__Task goal__: Could you filter the records below and keep only the lines with the word "expiration"?

__Records provided__:
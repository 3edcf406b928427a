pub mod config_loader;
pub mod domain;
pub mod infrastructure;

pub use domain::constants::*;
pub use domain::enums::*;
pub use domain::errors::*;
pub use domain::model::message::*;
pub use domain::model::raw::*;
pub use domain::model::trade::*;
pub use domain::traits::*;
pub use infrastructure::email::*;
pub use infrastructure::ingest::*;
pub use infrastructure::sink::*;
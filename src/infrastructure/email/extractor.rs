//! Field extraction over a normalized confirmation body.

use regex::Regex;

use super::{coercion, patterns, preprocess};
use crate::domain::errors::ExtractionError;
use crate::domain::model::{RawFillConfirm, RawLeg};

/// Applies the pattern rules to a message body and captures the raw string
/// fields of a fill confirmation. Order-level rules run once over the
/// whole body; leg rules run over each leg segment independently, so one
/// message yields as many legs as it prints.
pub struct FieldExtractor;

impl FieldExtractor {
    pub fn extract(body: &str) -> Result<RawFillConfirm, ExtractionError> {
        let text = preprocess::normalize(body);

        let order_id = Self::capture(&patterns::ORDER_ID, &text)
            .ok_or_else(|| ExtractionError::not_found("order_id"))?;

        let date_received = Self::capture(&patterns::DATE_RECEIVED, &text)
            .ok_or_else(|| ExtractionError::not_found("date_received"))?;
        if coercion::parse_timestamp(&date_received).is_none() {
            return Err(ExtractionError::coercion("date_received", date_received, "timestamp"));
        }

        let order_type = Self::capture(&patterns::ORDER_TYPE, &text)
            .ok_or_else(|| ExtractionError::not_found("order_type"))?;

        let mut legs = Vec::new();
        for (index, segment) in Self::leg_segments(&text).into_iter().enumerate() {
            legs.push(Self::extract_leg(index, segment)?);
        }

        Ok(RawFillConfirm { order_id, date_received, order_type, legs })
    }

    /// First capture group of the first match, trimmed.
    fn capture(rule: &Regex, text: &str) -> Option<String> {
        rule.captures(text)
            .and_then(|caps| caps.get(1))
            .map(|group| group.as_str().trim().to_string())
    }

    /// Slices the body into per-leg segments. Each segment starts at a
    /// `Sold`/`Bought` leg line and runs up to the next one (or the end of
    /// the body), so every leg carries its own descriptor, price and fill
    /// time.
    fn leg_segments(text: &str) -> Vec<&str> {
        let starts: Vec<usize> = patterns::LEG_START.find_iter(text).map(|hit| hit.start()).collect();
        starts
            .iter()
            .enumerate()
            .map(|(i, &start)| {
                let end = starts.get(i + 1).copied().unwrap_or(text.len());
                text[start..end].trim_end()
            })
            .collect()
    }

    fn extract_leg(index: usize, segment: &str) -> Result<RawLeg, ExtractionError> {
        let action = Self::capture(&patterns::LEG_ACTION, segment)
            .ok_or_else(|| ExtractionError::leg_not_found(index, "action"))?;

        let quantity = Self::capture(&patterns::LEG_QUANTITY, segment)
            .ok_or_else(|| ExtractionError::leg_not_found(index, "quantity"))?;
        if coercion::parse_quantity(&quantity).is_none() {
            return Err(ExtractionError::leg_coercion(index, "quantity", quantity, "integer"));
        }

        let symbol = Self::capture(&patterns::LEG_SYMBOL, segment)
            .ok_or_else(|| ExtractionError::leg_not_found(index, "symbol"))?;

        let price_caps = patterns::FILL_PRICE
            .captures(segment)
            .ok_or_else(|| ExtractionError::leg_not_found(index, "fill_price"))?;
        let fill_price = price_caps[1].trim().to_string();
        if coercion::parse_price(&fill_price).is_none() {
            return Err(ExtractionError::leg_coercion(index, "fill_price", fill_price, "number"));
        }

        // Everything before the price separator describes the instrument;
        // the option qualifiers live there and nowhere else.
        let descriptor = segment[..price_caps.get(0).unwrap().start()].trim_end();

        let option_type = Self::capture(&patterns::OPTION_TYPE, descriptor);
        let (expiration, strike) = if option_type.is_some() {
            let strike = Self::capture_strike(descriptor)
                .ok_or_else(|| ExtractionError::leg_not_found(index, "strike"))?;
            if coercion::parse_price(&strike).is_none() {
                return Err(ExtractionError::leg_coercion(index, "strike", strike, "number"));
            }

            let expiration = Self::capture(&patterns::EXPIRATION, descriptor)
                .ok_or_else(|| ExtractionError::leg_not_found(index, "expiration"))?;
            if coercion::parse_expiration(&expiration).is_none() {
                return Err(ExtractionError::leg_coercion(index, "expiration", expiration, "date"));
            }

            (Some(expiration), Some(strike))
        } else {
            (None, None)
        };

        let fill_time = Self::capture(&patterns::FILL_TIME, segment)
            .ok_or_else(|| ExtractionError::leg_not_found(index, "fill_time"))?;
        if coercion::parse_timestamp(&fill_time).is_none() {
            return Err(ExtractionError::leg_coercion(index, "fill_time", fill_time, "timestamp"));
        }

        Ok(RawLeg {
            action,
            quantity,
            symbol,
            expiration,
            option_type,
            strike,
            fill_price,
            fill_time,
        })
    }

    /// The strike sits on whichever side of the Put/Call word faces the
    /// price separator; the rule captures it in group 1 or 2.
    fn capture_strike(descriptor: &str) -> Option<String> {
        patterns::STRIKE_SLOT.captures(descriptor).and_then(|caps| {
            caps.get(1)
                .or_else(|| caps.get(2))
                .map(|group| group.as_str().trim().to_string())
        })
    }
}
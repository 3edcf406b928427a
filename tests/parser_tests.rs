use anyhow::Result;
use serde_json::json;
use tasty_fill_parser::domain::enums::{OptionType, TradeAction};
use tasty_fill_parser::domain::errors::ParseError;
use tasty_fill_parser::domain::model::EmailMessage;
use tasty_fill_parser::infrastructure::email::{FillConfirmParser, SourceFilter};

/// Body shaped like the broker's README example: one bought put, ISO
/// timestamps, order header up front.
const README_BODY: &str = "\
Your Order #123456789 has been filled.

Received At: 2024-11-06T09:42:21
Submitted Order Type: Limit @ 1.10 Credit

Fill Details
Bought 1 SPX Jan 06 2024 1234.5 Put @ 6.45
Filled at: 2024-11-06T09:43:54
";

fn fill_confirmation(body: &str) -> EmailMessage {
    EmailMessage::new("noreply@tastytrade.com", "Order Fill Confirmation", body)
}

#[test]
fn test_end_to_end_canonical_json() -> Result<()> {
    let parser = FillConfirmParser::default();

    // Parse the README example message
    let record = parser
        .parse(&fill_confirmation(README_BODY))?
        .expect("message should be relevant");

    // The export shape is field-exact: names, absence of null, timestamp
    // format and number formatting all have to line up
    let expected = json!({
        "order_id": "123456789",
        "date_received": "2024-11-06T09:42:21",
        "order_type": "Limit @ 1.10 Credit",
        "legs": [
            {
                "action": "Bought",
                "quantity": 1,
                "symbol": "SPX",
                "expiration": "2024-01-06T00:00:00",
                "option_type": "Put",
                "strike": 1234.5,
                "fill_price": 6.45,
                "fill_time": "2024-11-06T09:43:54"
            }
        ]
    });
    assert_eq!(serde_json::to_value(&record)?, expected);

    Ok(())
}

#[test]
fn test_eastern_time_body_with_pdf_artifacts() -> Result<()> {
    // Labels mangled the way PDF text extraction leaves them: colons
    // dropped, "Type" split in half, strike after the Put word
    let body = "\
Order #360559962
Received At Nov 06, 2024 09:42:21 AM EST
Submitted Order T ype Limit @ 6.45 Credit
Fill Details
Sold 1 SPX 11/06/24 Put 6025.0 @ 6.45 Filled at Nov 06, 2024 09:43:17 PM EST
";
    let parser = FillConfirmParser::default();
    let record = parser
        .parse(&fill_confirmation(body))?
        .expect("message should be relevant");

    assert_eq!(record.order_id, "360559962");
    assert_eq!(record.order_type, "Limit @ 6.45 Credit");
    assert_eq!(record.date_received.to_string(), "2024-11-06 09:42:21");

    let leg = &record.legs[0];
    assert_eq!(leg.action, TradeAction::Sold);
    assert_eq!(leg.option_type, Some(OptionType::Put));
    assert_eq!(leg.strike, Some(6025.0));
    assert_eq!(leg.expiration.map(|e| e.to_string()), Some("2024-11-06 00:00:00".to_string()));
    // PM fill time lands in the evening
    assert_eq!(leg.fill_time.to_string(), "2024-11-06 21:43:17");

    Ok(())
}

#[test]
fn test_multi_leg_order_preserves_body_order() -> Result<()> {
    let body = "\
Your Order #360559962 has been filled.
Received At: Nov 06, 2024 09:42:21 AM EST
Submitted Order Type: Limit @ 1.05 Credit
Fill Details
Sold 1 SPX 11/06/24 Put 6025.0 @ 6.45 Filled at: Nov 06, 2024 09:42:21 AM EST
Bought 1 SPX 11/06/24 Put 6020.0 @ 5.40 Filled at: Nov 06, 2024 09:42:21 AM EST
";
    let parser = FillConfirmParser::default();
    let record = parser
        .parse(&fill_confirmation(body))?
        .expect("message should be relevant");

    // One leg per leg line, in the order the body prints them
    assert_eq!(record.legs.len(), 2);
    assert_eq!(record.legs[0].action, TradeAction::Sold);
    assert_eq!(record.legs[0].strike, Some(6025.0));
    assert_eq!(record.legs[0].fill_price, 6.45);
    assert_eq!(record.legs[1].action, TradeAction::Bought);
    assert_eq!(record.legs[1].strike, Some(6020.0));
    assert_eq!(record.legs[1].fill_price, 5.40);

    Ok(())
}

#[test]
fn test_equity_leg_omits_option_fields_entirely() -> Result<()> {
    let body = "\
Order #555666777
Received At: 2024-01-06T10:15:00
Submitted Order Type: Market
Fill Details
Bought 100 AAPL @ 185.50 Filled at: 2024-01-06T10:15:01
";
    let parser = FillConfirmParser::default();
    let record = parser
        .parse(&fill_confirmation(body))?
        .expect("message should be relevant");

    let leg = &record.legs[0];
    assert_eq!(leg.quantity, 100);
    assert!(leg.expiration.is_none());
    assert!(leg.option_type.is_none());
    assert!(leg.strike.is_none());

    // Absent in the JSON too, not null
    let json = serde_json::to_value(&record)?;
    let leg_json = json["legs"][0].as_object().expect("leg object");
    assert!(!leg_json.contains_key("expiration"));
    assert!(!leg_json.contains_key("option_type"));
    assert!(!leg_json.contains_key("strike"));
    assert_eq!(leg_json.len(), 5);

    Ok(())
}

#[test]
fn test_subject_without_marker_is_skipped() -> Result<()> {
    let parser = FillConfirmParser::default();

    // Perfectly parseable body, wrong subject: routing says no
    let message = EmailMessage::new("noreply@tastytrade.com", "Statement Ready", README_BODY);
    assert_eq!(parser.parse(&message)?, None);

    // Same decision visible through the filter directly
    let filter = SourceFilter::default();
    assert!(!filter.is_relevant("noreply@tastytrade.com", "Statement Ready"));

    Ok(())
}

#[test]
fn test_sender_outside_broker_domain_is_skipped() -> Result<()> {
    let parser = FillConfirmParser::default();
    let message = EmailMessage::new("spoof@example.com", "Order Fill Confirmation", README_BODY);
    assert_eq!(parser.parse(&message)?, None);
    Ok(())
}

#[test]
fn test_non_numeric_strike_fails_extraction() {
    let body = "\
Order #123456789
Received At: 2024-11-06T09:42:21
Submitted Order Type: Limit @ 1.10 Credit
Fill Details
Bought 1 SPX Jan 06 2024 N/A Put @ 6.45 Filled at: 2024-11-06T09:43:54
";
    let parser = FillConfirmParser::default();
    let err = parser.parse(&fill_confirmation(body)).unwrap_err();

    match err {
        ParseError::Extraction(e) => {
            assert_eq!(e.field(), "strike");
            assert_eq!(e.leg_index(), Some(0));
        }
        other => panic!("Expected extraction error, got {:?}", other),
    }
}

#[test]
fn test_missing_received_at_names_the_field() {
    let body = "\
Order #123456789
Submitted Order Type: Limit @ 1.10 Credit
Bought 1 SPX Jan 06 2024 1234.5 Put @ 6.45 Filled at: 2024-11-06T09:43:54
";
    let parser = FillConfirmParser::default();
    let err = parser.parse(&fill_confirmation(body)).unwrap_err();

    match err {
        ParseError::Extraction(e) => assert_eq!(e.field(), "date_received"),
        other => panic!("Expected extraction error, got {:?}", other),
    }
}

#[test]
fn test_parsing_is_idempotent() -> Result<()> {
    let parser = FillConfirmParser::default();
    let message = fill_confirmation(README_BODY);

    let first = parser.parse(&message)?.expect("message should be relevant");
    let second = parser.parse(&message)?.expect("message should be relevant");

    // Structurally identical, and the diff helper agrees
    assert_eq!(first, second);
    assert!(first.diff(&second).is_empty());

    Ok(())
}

__Written solution__:
        let (expiration, strike) = if option_type.is_some() {
            let expiration = Self::capture(&patterns::EXPIRATION, descriptor)
                .ok_or_else(|| ExtractionError::leg_not_found(index, "expiration"))?;
            if coercion::parse_expiration(&expiration).is_none() {
                return Err(ExtractionError::leg_coercion(index, "expiration", expiration, "date"));
            (Some(expiration), Some(strike))
            expiration,
                "expiration": "2024-01-06T00:00:00",
    assert_eq!(leg.expiration.map(|e| e.to_string()), Some("2024-11-06 00:00:00".to_string()));
    assert!(leg.expiration.is_none());
    assert!(!leg_json.contains_key("expiration"));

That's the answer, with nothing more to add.